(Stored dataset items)
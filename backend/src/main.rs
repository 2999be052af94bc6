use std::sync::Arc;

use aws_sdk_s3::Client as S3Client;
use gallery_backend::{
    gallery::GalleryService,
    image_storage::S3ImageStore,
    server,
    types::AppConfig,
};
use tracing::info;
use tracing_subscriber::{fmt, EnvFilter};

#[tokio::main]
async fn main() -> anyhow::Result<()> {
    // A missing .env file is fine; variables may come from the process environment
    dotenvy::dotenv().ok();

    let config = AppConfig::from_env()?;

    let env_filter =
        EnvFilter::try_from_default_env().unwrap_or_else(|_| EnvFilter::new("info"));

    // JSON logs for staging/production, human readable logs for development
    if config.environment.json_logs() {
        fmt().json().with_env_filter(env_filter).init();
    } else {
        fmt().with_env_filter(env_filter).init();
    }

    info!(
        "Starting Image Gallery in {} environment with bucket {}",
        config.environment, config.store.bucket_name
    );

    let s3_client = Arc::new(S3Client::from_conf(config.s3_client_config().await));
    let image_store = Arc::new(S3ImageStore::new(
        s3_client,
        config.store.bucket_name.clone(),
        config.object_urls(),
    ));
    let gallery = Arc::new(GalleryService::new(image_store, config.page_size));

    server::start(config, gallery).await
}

* _Your instructions_
An exact copy of every record above is what's needed here.

* _Exercise response_
filename backend/src/main.rs
repository 2999be052af94bc6
use std::sync::Arc;

use aws_sdk_s3::Client as S3Client;
use gallery_backend::{
    gallery::GalleryService,
    image_storage::S3ImageStore,
    server,
    types::AppConfig,
};
use tracing::info;
use tracing_subscriber::{fmt, EnvFilter};

#[tokio::main]
async fn main() -> anyhow::Result<()> {
    // A missing .env file is fine; variables may come from the process environment
    dotenvy::dotenv().ok();

    let config = AppConfig::from_env()?;

    let env_filter =
        EnvFilter::try_from_default_env().unwrap_or_else(|_| EnvFilter::new("info"));

    // JSON logs for staging/production, human readable logs for development
    if config.environment.json_logs() {
        fmt().json().with_env_filter(env_filter).init();
    } else {
        fmt().with_env_filter(env_filter).init();
    }

    info!(
        "Starting Image Gallery in {} environment with bucket {}",
        config.environment, config.store.bucket_name
    );

    let s3_client = Arc::new(S3Client::from_conf(config.s3_client_config().await));
    let image_store = Arc::new(S3ImageStore::new(
        s3_client,
        config.store.bucket_name.clone(),
        config.object_urls(),
    ));
    let gallery = Arc::new(GalleryService::new(image_store, config.page_size));

    server::start(config, gallery).await
}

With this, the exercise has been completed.